* [Exercise goal]: Show all lines from the data that include the word "first".

[Start of section]

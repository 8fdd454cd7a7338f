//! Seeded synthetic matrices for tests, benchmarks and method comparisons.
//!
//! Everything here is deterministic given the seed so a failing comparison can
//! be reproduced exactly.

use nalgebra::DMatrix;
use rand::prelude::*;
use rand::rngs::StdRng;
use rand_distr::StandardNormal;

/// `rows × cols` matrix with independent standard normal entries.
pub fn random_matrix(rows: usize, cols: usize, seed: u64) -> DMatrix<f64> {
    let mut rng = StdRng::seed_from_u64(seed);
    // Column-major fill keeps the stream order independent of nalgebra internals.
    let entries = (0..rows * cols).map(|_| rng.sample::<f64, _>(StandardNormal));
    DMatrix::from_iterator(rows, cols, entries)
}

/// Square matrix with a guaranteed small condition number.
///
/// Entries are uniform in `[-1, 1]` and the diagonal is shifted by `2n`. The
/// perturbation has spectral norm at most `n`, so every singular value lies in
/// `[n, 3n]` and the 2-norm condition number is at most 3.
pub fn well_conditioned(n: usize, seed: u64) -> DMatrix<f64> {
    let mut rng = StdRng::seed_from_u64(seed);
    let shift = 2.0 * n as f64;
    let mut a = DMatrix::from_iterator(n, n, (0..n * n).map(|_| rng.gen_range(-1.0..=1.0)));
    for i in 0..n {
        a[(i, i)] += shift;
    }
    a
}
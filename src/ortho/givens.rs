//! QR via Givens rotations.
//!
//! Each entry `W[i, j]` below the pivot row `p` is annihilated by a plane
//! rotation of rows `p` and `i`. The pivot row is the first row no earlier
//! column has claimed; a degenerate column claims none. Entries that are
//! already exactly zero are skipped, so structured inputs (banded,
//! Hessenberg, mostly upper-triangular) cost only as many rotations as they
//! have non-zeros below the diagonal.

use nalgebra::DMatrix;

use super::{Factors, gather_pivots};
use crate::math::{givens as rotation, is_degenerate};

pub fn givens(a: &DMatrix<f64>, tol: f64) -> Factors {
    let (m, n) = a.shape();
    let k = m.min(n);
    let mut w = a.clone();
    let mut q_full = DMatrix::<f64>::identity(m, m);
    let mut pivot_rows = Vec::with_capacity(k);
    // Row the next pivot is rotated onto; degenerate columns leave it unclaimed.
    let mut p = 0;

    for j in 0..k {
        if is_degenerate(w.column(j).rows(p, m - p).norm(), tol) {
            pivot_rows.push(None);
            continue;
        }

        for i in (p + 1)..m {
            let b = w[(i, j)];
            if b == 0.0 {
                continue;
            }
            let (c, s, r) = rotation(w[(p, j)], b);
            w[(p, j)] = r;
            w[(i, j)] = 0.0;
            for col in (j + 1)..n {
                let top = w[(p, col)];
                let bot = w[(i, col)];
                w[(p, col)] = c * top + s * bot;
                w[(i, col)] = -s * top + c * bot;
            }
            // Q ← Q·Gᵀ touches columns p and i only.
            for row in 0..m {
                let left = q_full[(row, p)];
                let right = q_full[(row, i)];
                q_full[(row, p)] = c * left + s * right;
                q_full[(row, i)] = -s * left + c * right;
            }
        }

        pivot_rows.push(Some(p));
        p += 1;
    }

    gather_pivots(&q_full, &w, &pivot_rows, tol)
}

[End of section]
[Start of section]

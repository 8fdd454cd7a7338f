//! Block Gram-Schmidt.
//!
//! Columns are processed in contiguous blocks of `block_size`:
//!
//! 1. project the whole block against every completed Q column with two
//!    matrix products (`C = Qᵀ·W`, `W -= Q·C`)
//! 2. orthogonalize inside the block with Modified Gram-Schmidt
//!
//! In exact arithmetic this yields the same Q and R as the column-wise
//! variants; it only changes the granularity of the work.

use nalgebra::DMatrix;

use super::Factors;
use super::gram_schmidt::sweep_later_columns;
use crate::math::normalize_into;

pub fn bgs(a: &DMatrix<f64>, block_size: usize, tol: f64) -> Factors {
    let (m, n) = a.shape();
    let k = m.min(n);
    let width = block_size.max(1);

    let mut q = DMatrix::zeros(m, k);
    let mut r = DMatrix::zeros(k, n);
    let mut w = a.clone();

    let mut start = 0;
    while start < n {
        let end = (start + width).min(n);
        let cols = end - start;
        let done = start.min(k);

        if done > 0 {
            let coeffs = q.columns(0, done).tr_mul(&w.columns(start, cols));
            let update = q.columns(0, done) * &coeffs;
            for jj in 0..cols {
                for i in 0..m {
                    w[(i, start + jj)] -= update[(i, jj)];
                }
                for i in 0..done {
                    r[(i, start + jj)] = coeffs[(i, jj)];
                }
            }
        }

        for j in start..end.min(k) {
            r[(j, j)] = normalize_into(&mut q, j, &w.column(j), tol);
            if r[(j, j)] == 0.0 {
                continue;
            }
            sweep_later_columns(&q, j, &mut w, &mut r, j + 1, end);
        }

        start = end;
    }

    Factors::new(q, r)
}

[End of section]
[Start of section]

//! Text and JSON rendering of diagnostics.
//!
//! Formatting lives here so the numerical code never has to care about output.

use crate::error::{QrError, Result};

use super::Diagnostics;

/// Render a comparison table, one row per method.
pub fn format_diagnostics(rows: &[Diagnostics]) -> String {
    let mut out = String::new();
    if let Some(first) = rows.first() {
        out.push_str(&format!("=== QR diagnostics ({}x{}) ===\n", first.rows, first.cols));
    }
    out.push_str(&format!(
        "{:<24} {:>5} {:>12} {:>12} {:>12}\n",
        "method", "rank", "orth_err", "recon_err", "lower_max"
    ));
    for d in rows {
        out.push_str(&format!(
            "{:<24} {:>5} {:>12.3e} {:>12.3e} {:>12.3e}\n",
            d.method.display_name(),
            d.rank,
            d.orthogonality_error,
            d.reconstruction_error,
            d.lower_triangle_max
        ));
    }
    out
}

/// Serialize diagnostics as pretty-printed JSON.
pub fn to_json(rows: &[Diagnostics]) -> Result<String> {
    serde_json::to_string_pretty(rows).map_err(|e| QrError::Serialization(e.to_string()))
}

[End of section]

* [Written response]:
//! rotation of rows `p` and `i`. The pivot row is the first row no earlier
    if let Some(first) = rows.first() {
        out.push_str(&format!("=== QR diagnostics ({}x{}) ===\n", first.rows, first.cols));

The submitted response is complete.